◆ What to work on
How many lines in these records hold the string "deployed"? Reply with the number alone.

START Data extracts

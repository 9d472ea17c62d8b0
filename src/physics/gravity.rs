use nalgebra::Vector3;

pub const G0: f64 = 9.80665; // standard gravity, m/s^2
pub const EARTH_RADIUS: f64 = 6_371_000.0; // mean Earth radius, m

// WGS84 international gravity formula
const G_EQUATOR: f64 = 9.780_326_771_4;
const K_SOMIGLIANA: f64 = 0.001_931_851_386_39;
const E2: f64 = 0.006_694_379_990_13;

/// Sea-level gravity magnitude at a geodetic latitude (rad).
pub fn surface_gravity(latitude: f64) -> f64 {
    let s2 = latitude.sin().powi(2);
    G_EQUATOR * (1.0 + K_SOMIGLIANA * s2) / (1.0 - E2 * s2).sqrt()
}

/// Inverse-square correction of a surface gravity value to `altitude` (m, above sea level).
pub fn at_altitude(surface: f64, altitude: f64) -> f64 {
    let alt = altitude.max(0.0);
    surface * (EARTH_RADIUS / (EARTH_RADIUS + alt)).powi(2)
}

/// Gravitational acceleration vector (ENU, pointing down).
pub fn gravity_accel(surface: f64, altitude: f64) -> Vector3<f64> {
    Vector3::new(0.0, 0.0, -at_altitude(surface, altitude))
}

END Data extracts
START Data extracts

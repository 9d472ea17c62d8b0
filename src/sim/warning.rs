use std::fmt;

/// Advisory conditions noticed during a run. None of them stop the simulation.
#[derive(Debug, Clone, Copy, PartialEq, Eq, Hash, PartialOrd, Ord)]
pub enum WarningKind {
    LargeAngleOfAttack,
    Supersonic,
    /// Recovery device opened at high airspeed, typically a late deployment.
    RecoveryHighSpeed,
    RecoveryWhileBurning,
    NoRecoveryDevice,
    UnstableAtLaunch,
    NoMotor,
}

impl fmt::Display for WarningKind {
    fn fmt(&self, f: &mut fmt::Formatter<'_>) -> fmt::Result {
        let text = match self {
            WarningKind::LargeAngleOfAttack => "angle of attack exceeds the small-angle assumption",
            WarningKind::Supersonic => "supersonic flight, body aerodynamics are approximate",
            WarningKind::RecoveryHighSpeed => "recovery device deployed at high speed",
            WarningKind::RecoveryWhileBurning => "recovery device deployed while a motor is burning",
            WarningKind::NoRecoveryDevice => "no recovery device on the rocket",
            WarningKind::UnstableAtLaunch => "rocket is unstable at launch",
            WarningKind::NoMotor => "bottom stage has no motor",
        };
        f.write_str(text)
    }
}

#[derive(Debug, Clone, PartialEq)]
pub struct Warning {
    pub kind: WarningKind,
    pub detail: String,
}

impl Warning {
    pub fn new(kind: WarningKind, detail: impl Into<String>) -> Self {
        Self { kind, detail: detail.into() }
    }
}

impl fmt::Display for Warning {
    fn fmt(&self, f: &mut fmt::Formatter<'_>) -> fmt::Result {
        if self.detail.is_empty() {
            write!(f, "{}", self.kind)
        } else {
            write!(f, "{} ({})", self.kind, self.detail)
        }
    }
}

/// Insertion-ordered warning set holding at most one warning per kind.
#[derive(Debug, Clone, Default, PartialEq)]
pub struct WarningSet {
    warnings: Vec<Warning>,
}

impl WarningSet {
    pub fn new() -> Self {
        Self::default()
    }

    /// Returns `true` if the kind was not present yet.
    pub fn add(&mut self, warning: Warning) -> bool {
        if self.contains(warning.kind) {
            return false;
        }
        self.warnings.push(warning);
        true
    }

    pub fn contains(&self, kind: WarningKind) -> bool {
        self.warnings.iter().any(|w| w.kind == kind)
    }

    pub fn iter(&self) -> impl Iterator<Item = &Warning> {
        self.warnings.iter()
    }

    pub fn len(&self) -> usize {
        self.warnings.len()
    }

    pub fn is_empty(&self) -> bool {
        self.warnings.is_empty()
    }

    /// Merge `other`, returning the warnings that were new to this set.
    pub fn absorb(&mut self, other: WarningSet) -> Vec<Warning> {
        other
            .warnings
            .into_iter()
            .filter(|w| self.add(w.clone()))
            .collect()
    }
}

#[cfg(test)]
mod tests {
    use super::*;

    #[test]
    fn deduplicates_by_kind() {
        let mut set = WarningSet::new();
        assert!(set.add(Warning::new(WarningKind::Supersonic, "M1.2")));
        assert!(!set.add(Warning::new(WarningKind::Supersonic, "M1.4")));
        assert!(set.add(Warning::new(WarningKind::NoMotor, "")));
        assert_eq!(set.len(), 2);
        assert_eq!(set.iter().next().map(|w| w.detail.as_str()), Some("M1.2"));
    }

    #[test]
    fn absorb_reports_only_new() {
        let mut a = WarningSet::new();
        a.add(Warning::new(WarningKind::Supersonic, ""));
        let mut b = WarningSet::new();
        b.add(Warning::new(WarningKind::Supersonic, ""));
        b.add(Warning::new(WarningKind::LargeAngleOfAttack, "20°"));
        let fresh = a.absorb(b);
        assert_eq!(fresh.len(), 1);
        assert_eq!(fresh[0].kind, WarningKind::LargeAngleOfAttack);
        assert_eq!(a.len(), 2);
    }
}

END Data extracts

◆ Task solution
2